- Directed by: Vijayalakshmi Singh
- Written by: Ramani
- Produced by: Radhika Kumaraswamy
- Starring: Auditya Radhika Kumaraswamy Ramya Krishna
- Cinematography: Ajay Vincent
- Edited by: B S Kemparaju
- Music by: Arjun Janya
- Production company: Shamika Enterprises
- Release date: 8 November 2013;
- Country: India
- Language: Kannada

= Sweety Nanna Jodi =

Sweety Nanna Jodi is a 2013 Indian Kannada romance film directed by Vijayalakshmi Singh and produced by Radhika Kumaraswamy under her home banner Shamika Enterprises. The film stars Auditya and Radhika in the lead roles. It marks Radhika's comeback to films after a 5-year hiatus.

==Plot==

This film is about a corporate love between the main characters.

==Cast==
- Auditya as Siddharth
- Radhika as Priya
- Ramya Krishna as Vasundhara Devi
- Girish Karnad as Priya's father
- Jai Jagadish as Siddharth's father
- Sadhu Kokila
- Jayadev Mohan
- Rekha Das
- Tabla Nani
- Saurav Lokesh

== Production ==
The title of the film is based on a song from Bharjari Bete (1981). A song was shot in Kashmir.

==Soundtrack==
The music of the film is composed by Arjun Janya.

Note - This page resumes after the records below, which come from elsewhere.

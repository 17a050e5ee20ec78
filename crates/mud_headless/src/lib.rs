//! Headless combat runner for scenario testing and CI verification.
//!
//! This crate drives the combat core without a game server around it.
//! A fight is described by a RON [`scenario::Scenario`] and can be:
//!
//! - **Driven interactively**: JSON commands on stdin, responses on stdout
//! - **Run to completion**: one [`runner::RunReport`] per seed
//! - **Batched**: many seeds in parallel with survival statistics
//! - **Verified**: the same seed run repeatedly must agree
//!
//! # Protocol
//!
//! Communication uses JSON lines (one JSON object per line):
//!
//! - **stdin**: Commands from controller (pulse, act, query, hash, quit)
//! - **stdout**: Responses and fight state (JSON)
//! - **stderr**: Debug logs (human-readable)
//!
//! See [`protocol`] module for the full command/response reference.
//!
//! # Example
//!
//! ```bash
//! # Drive the built-in duel interactively
//! echo '{"cmd":"pulse","count":60}' | cargo run -p mud_headless
//!
//! # Run a scenario to the end
//! cargo run -p mud_headless -- run --scenario scenarios/duel.ron --seed 7
//!
//! # Verify determinism
//! cargo run -p mud_headless -- verify --scenario scenarios/gate.ron
//! ```

#![forbid(unsafe_code)]
#![warn(missing_docs)]

pub mod batch;
pub mod protocol;
pub mod runner;
pub mod scenario;

pub use batch::{run_batch, verify_determinism, BatchConfig, BatchResults, BatchSummary};
pub use protocol::{CombatantState, Command, Response};
pub use runner::{run_scenario, HeadlessRunner, RunReport};
pub use scenario::{BuiltScenario, Scenario, ScenarioError};
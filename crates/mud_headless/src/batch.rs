//! Batch fight runner for balance testing.
//!
//! Runs one scenario across many seeds in parallel using rayon and collects
//! per-combatant survival statistics.

use std::collections::BTreeMap;
use std::path::{Path, PathBuf};
use std::sync::atomic::{AtomicU32, Ordering};
use std::time::Instant;

use rayon::prelude::*;
use serde::{Deserialize, Serialize};
use tracing::{debug, info, warn};

use crate::runner::{run_scenario, RunReport};
use crate::scenario::Scenario;

/// Configuration for a batch run
#[derive(Debug, Clone, Serialize, Deserialize)]
pub struct BatchConfig {
    /// Number of fights to run
    pub count: u32,
    /// Seed of the first fight; the rest follow consecutively
    pub seed_start: u64,
    /// Maximum parallel fights (0 = use rayon default)
    pub parallel: u32,
    /// Where to write results, if anywhere
    pub output: Option<PathBuf>,
}

impl Default for BatchConfig {
    fn default() -> Self {
        Self {
            count: 100,
            seed_start: 0,
            parallel: 0,
            output: None,
        }
    }
}

impl BatchConfig {
    /// Config for `count` fights
    #[must_use]
    pub fn new(count: u32) -> Self {
        Self {
            count,
            ..Default::default()
        }
    }

    /// Set seed start
    #[must_use]
    pub fn with_seed(mut self, seed: u64) -> Self {
        self.seed_start = seed;
        self
    }

    /// Set output file
    #[must_use]
    pub fn with_output(mut self, path: PathBuf) -> Self {
        self.output = Some(path);
        self
    }
}

/// Error during batch run
#[derive(Debug, Clone, Serialize, Deserialize)]
pub struct BatchError {
    /// Seed used
    pub seed: u64,
    /// Error message
    pub message: String,
}

/// Aggregate statistics over a batch.
#[derive(Debug, Clone, Default, Serialize, Deserialize)]
pub struct BatchSummary {
    /// Fights completed
    pub fights: u32,
    /// Share of fights each combatant died in
    pub death_rates: BTreeMap<String, f64>,
    /// Mean vitality removed per fight, by attacker
    pub avg_damage: BTreeMap<String, f64>,
    /// Share of swings that landed
    pub landed_rate: f64,
    /// Mean fight length in pulses
    pub avg_pulses: f64,
    /// Shortest fight
    pub min_pulses: u64,
    /// Longest fight
    pub max_pulses: u64,
}

impl BatchSummary {
    /// Summarize `runs` of a scenario with combatants `names`.
    #[must_use]
    #[allow(clippy::cast_precision_loss)]
    pub fn from_runs(names: &[String], runs: &[RunReport]) -> Self {
        if runs.is_empty() {
            return Self::default();
        }
        let n = runs.len() as f64;

        let death_rates = names
            .iter()
            .map(|name| {
                let deaths = runs.iter().filter(|r| r.died(name)).count();
                (name.clone(), deaths as f64 / n)
            })
            .collect();

        let mut avg_damage: BTreeMap<String, f64> = BTreeMap::new();
        for run in runs {
            for (name, dealt) in &run.damage_dealt {
                *avg_damage.entry(name.clone()).or_default() += *dealt as f64 / n;
            }
        }

        let swings: u64 = runs.iter().map(|r| r.swings).sum();
        let landed: u64 = runs.iter().map(|r| r.landed).sum();
        let total_pulses: u64 = runs.iter().map(|r| r.pulses).sum();

        Self {
            fights: u32::try_from(runs.len()).unwrap_or(u32::MAX),
            death_rates,
            avg_damage,
            landed_rate: if swings == 0 {
                0.0
            } else {
                landed as f64 / swings as f64
            },
            avg_pulses: total_pulses as f64 / n,
            min_pulses: runs.iter().map(|r| r.pulses).min().unwrap_or(0),
            max_pulses: runs.iter().map(|r| r.pulses).max().unwrap_or(0),
        }
    }
}

/// Results from a batch run
#[derive(Debug, Clone, Serialize, Deserialize)]
pub struct BatchResults {
    /// Scenario name
    pub scenario: String,
    /// Configuration used
    pub config: BatchConfig,
    /// Individual fight reports, in seed order
    pub runs: Vec<RunReport>,
    /// Aggregate summary
    pub summary: BatchSummary,
    /// Total runtime
    pub duration_seconds: f64,
    /// Errors encountered
    pub errors: Vec<BatchError>,
}

impl BatchResults {
    /// Save results to JSON file
    pub fn save(&self, path: &Path) -> std::io::Result<()> {
        if let Some(parent) = path.parent() {
            std::fs::create_dir_all(parent)?;
        }
        let json = serde_json::to_string_pretty(self).map_err(std::io::Error::other)?;
        std::fs::write(path, json)
    }

    /// Load results from JSON file
    pub fn load(path: &Path) -> std::io::Result<Self> {
        let json = std::fs::read_to_string(path)?;
        serde_json::from_str(&json).map_err(std::io::Error::other)
    }
}

/// Run `config.count` fights of `scenario`.
pub fn run_batch(scenario: &Scenario, config: BatchConfig) -> BatchResults {
    let start = Instant::now();
    let completed = AtomicU32::new(0);

    info!(
        "Starting batch run: {} fights of '{}'",
        config.count, scenario.name
    );

    let run_all = || -> Vec<Result<RunReport, BatchError>> {
        (0..config.count)
            .into_par_iter()
            .map(|i| {
                let seed = config.seed_start.wrapping_add(u64::from(i));
                let result = run_scenario(scenario, seed).map_err(|e| {
                    warn!("Fight with seed {} failed: {}", seed, e);
                    BatchError {
                        seed,
                        message: e.to_string(),
                    }
                });
                let done = completed.fetch_add(1, Ordering::Relaxed) + 1;
                if done % 10 == 0 {
                    debug!("Progress: {}/{}", done, config.count);
                }
                result
            })
            .collect()
    };

    let results = if config.parallel > 0 {
        match rayon::ThreadPoolBuilder::new()
            .num_threads(config.parallel as usize)
            .build()
        {
            Ok(pool) => pool.install(run_all),
            Err(e) => {
                warn!("Failed to build thread pool: {}, using default", e);
                run_all()
            }
        }
    } else {
        run_all()
    };

    let (runs, errors): (Vec<_>, Vec<_>) = results.into_iter().partition(Result::is_ok);
    let runs: Vec<RunReport> = runs.into_iter().filter_map(Result::ok).collect();
    let errors: Vec<BatchError> = errors.into_iter().filter_map(Result::err).collect();

    let names: Vec<String> = scenario.combatants.iter().map(|c| c.name.clone()).collect();
    let summary = BatchSummary::from_runs(&names, &runs);
    let duration_seconds = start.elapsed().as_secs_f64();

    info!(
        "Batch complete: {} fights in {:.1}s",
        runs.len(),
        duration_seconds
    );

    BatchResults {
        scenario: scenario.name.clone(),
        config,
        runs,
        summary,
        duration_seconds,
        errors,
    }
}

/// Verify determinism by running the same seed multiple times
pub fn verify_determinism(scenario: &Scenario, seed: u64, runs: u32) -> bool {
    let reports: Vec<RunReport> = match (0..runs)
        .map(|_| run_scenario(scenario, seed))
        .collect::<Result<_, _>>()
    {
        Ok(reports) => reports,
        Err(e) => {
            warn!("Determinism run failed: {}", e);
            return false;
        }
    };

    let Some(first) = reports.first() else {
        return true;
    };
    for (i, report) in reports.iter().enumerate().skip(1) {
        if report.final_hash != first.final_hash {
            warn!(
                "Determinism check failed: run 0 hash {} != run {} hash {}",
                first.final_hash, i, report.final_hash
            );
            return false;
        }
        if report != first {
            warn!("Determinism check failed: run {} report differs", i);
            return false;
        }
    }
    true
}
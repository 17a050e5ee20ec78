//! Combat service object and per-pulse tick driver.
//!
//! [`CombatEngine`] owns the world, the roster, the wait-list and the
//! random stream. Commands and the tick driver mutate it through `&mut self`,
//! so reentrant calls (a riposte inside a hit, a wimpy flee inside damage)
//! are plain method calls that re-check liveness on entry.

use std::collections::hash_map::DefaultHasher;
use std::hash::{Hash, Hasher};

use serde::{Deserialize, Serialize};

use crate::attack::AttackKind;
use crate::character::{Character, Tactics};
use crate::config::CombatConfig;
use crate::damage::DamageOutcome;
use crate::error::{CombatError, Result};
use crate::hit::HitOutcome;
use crate::hooks::{HookContext, HookRegistry};
use crate::ids::{CharId, ObjId};
use crate::messages::{self, MessageCatalog};
use crate::position::Position;
use crate::rng::GameRng;
use crate::roster::CombatRoster;
use crate::wait_list::{allows_regen, DelayEntry, DelayedCommand, WaitList};
use crate::world::World;

/// One swing resolved by the hit resolver.
#[derive(Debug, Clone, PartialEq, Eq, Serialize, Deserialize)]
pub struct HitEvent {
    /// Swinging character.
    pub attacker: CharId,
    /// Target.
    pub victim: CharId,
    /// How it went.
    pub outcome: HitOutcome,
}

/// One call of the damage pipeline.
#[derive(Debug, Clone, PartialEq, Eq, Serialize, Deserialize)]
pub struct DamageEvent {
    /// Source of the blow.
    pub attacker: CharId,
    /// Character damaged.
    pub victim: CharId,
    /// What dealt it.
    pub kind: AttackKind,
    /// Damage handed to the pipeline before mitigation.
    pub raw: i32,
    /// Result.
    pub outcome: DamageOutcome,
}

/// A character went through the death pipeline.
#[derive(Debug, Clone, PartialEq, Eq, Serialize, Deserialize)]
pub struct DeathEvent {
    /// The dead character.
    pub victim: CharId,
    /// Name at the time of death.
    pub name: String,
    /// Fatal attack.
    pub kind: AttackKind,
    /// Corpse left behind, if any.
    pub corpse: Option<ObjId>,
}

/// Everything that happened since the previous pulse.
#[derive(Debug, Clone, Default, PartialEq, Eq, Serialize, Deserialize)]
pub struct TickEvents {
    /// Pulse these events closed with.
    pub pulse: u64,
    /// Swings.
    pub hits: Vec<HitEvent>,
    /// Damage pipeline calls.
    pub damage: Vec<DamageEvent>,
    /// Deaths.
    pub deaths: Vec<DeathEvent>,
    /// Characters whose delay ran out.
    pub completed_delays: Vec<CharId>,
}

impl TickEvents {
    /// Whether nothing happened.
    #[must_use]
    pub fn is_empty(&self) -> bool {
        self.hits.is_empty()
            && self.damage.is_empty()
            && self.deaths.is_empty()
            && self.completed_delays.is_empty()
    }
}

/// Recipient selection for [`CombatEngine::act`].
#[derive(Debug, Clone, Copy, PartialEq, Eq)]
pub(crate) enum To {
    /// The actor.
    Char,
    /// The target.
    Vict,
    /// Everyone in the actor's room except the actor.
    Room,
    /// Everyone in the actor's room except actor and target.
    NotVict,
}

/// The combat service object.
#[derive(Debug, Clone, Serialize, Deserialize)]
pub struct CombatEngine {
    pub(crate) config: CombatConfig,
    pub(crate) world: World,
    pub(crate) roster: CombatRoster,
    pub(crate) waits: WaitList,
    pub(crate) rng: GameRng,
    pub(crate) messages: MessageCatalog,
    pub(crate) pulse: u64,
    #[serde(skip)]
    pub(crate) hooks: HookRegistry,
    #[serde(skip)]
    pub(crate) events: TickEvents,
}
//! Body layouts: which part a landed blow strikes and which armor covers it.

use serde::{Deserialize, Serialize};

use crate::objects::WearSlot;
use crate::rng::GameRng;

/// One body part.
#[derive(Debug, Clone, Copy, PartialEq, Eq)]
pub struct BodyPart {
    /// Name used in damage messages.
    pub name: &'static str,
    /// Chance in percent of being struck.
    pub percent: i32,
    /// Armor slot protecting this part.
    pub armor: Option<WearSlot>,
}

const fn part(name: &'static str, percent: i32, armor: Option<WearSlot>) -> BodyPart {
    BodyPart {
        name,
        percent,
        armor,
    }
}

const HUMANOID: &[BodyPart] = &[
    part("head", 10, Some(WearSlot::Head)),
    part("neck", 5, Some(WearSlot::Neck)),
    part("body", 40, Some(WearSlot::Body)),
    part("arms", 15, Some(WearSlot::Arms)),
    part("hands", 5, Some(WearSlot::Hands)),
    part("legs", 20, Some(WearSlot::Legs)),
    part("feet", 5, Some(WearSlot::Feet)),
];

const ANIMAL: &[BodyPart] = &[
    part("head", 20, Some(WearSlot::Head)),
    part("body", 50, Some(WearSlot::Body)),
    part("forelegs", 15, Some(WearSlot::Arms)),
    part("hindlegs", 15, Some(WearSlot::Legs)),
];

const WINGED: &[BodyPart] = &[
    part("head", 15, Some(WearSlot::Head)),
    part("body", 45, Some(WearSlot::Body)),
    part("wings", 30, None),
    part("talons", 10, Some(WearSlot::Feet)),
];

/// Body layout of a character.
#[derive(
    Debug, Clone, Copy, PartialEq, Eq, PartialOrd, Ord, Hash, Serialize, Deserialize, Default,
)]
pub enum BodyType {
    /// Two arms, two legs. The only layout crowded out by overkill.
    #[default]
    Humanoid,
    /// Four-legged beasts.
    Animal,
    /// Birds and bats.
    Winged,
    /// Spirits and oozes: no parts, no armor.
    Formless,
}

impl BodyType {
    /// Part table of this layout.
    #[must_use]
    pub const fn parts(self) -> &'static [BodyPart] {
        match self {
            BodyType::Humanoid => HUMANOID,
            BodyType::Animal => ANIMAL,
            BodyType::Winged => WINGED,
            BodyType::Formless => &[],
        }
    }

    /// Whether a crowd of attackers can be crowded out around this body.
    #[must_use]
    pub const fn overkill_eligible(self) -> bool {
        matches!(self, BodyType::Humanoid)
    }

    /// Draw the struck part, weighted by the part percentages.
    pub fn draw_location(self, rng: &mut GameRng) -> usize {
        let parts = self.parts();
        if parts.is_empty() {
            return 0;
        }
        let mut roll = rng.range(1, 100);
        let mut location = 0;
        while roll > 0 && location < parts.len() {
            roll -= parts[location].percent;
            location += 1;
        }
        location.saturating_sub(1)
    }

    /// Name of the part at `location`, empty when the layout has none.
    #[must_use]
    pub fn part_name(self, location: usize) -> &'static str {
        self.parts().get(location).map_or("", |p| p.name)
    }

    /// Armor slot covering the part at `location`.
    #[must_use]
    pub fn armor_slot(self, location: usize) -> Option<WearSlot> {
        self.parts().get(location).and_then(|p| p.armor)
    }
}
impl Character {
    fn base(name: &str, kind: ActorKind, level: i32) -> Self {
        Self {
            id: CharId::default(),
            name: name.to_string(),
            kind,
            race: Race::default(),
            level,
            body: BodyType::default(),
            weight: 15_000,
            room: RoomId::default(),
            hit: 100,
            max_hit: 100,
            mana: 0,
            moves: 100,
            abilities: Abilities::default(),
            profs: Profs::default(),
            skills: BTreeMap::new(),
            ob: 0,
            dodge: 0,
            parry: 0,
            damroll: 0,
            perception: 0,
            skill_penalty: 0,
            dodge_penalty: 0,
            energy: 0,
            energy_regen: 100,
            current_parry: 100,
            mental_delay: 0,
            position: Position::Standing,
            default_position: Position::Standing,
            fighting: None,
            tactics: Tactics::default(),
            specialization: Specialization::default(),
            status: StatusFlags::empty(),
            resistant: DamageClasses::empty(),
            vulnerable: DamageClasses::empty(),
            affects: AffectSet::new(),
            equipment: BTreeMap::new(),
            carrying: Vec::new(),
            gold: 0,
            exp: 0,
            alignment: 0,
            spirit: 0,
            conditions: Conditions::default(),
            wimp_level: 0,
            master: None,
            group_leader: None,
            mount: None,
            memory: BTreeSet::new(),
            attacked_level: 0,
            natural_attack: None,
            difficulty: 0,
            born_pulse: 0,
            skill_timers: BTreeMap::new(),
            load_room: None,
            death_cry: None,
        }
    }

    /// A connected player.
    #[must_use]
    pub fn player(name: &str, idnum: u32, level: i32) -> Self {
        Self::base(
            name,
            ActorKind::Player {
                idnum,
                connected: true,
            },
            level,
        )
    }

    /// An NPC.
    #[must_use]
    pub fn npc(name: &str, vnum: u32, level: i32) -> Self {
        Self::base(
            name,
            ActorKind::Npc {
                vnum,
                flags: MobFlags::empty(),
            },
            level,
        )
    }

    /// Whether this is an NPC.
    #[must_use]
    pub const fn is_npc(&self) -> bool {
        matches!(self.kind, ActorKind::Npc { .. })
    }

    /// NPCs always count as present; players only with a session.
    #[must_use]
    pub const fn is_connected(&self) -> bool {
        match self.kind {
            ActorKind::Player { connected, .. } => connected,
            ActorKind::Npc { .. } => true,
        }
    }

    /// NPC behaviour flags; empty for players.
    #[must_use]
    pub const fn mob_flags(&self) -> MobFlags {
        match self.kind {
            ActorKind::Npc { flags, .. } => flags,
            ActorKind::Player { .. } => MobFlags::empty(),
        }
    }

    /// Whether an NPC carries the flag.
    #[must_use]
    pub const fn has_mob_flag(&self, flag: MobFlags) -> bool {
        self.mob_flags().contains(flag)
    }

    /// Set NPC flags. No effect on players.
    pub fn set_mob_flags(&mut self, new_flags: MobFlags) {
        if let ActorKind::Npc { flags, .. } = &mut self.kind {
            *flags = new_flags;
        }
    }

    /// Corpse owner id: NPC virtual number or negated player id.
    #[must_use]
    pub const fn owner_id(&self) -> i64 {
        match self.kind {
            ActorKind::Player { idnum, .. } => -(idnum as i64),
            ActorKind::Npc { vnum, .. } => vnum as i64,
        }
    }

    /// First word of the name.
    #[must_use]
    pub fn keyword(&self) -> &str {
        self.name.split_whitespace().next().unwrap_or("")
    }

    /// Skill knowledge, 0 when untrained.
    #[must_use]
    pub fn skill(&self, skill: Skill) -> i32 {
        self.skills.get(&skill).copied().unwrap_or(0)
    }

    /// Offensive bonus after modifiers.
    #[must_use]
    pub fn real_ob(&self) -> i32 {
        self.ob + self.affects.sum_modifier(ApplyLocation::Ob)
    }

    /// Dodge after modifiers.
    #[must_use]
    pub fn real_dodge(&self) -> i32 {
        self.dodge + self.affects.sum_modifier(ApplyLocation::Dodge)
    }

    /// Parry after modifiers.
    #[must_use]
    pub fn real_parry(&self) -> i32 {
        self.parry + self.affects.sum_modifier(ApplyLocation::Parry)
    }

    /// Whether physical blows pass through this character.
    #[must_use]
    pub const fn is_incorporeal(&self) -> bool {
        self.status.contains(StatusFlags::INCORPOREAL)
    }

    /// Whether this character fights with the will.
    #[must_use]
    pub const fn is_mental(&self) -> bool {
        self.status.contains(StatusFlags::MENTAL_FIGHTER)
    }

    /// Whether charmed.
    #[must_use]
    pub const fn is_charmed(&self) -> bool {
        self.status.contains(StatusFlags::CHARMED)
    }

    /// Whether hidden.
    #[must_use]
    pub const fn is_hidden(&self) -> bool {
        self.status.contains(StatusFlags::HIDDEN)
    }

    /// Whether wielding two-handed.
    #[must_use]
    pub const fn is_two_handed(&self) -> bool {
        self.status.contains(StatusFlags::TWO_HANDED)
    }

    /// Good by alignment.
    #[must_use]
    pub const fn is_good(&self) -> bool {
        self.alignment >= 350
    }

    /// Whether this NPC is hostile to `other` by race.
    #[must_use]
    pub const fn is_aggressive_to(&self, other: &Character) -> bool {
        let flags = self.mob_flags();
        flags.contains(MobFlags::AGGRESSIVE)
            || (flags.contains(MobFlags::AGGR_GOOD) && other.race.is_good())
            || (flags.contains(MobFlags::AGGR_EVIL) && other.race.is_evil())
    }

    /// Resistance to a damage class: 1 resists, -1 vulnerable, 0 neither.
    #[must_use]
    pub fn resistance_to(&self, class: DamageClasses) -> i32 {
        if class.is_empty() {
            0
        } else if self.resistant.intersects(class) {
            1
        } else if self.vulnerable.intersects(class) {
            -1
        } else {
            0
        }
    }

    /// Readiness implied by current vitality.
    #[must_use]
    pub fn derived_position(&self) -> Position {
        Position::from_vitality(self.hit, self.abilities.con, self.fighting.is_some())
    }
}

| No. | Title | Lyrics | Singer(s) | Length |
|---|---|---|---|---|
| 1. | "Hesarenu" | Shivanange Gowda | Vijay Prakash | 4:37 |
| 2. | "CD Madi Kodri" | V. Nagendra Prasad | Tippu | 4:29 |
| 3. | "I Wanna Sing A Songu" | Chethan Kumar | Shreya Ghoshal | 4:21 |
| 4. | "Manave" | Kaviraj | Sonu Nigam | 4:45 |
| 5. | "Sumne Nee Ninthka" | Chandan Shetty | Anuradha Bhat | 4:30 |
| 6. | "Sobaane Yenni" | Doddarange Gowda | Anuradha Bhat, Meghana Hebbar | 2:11 |
| 7. | "Engagementu Ringu" | Yogaraj Bhat | Upendra, Sangeetha | 4:19 |
| Total length: |  |  |  | 29:12 |

== Release ==
=== Critical reception ===
A critic from The Times of India wrote that "Aditya excels in emotional sequences but it is Ramya Krishna who steals the show with her brilliant performance". Shashiprasad S. M. of Deccan Chronicle wrote that "Apart from 'Sweety Nanna Jodi' being an attempt to relaunch the actress in the lead, the film itself has nothing new to offer".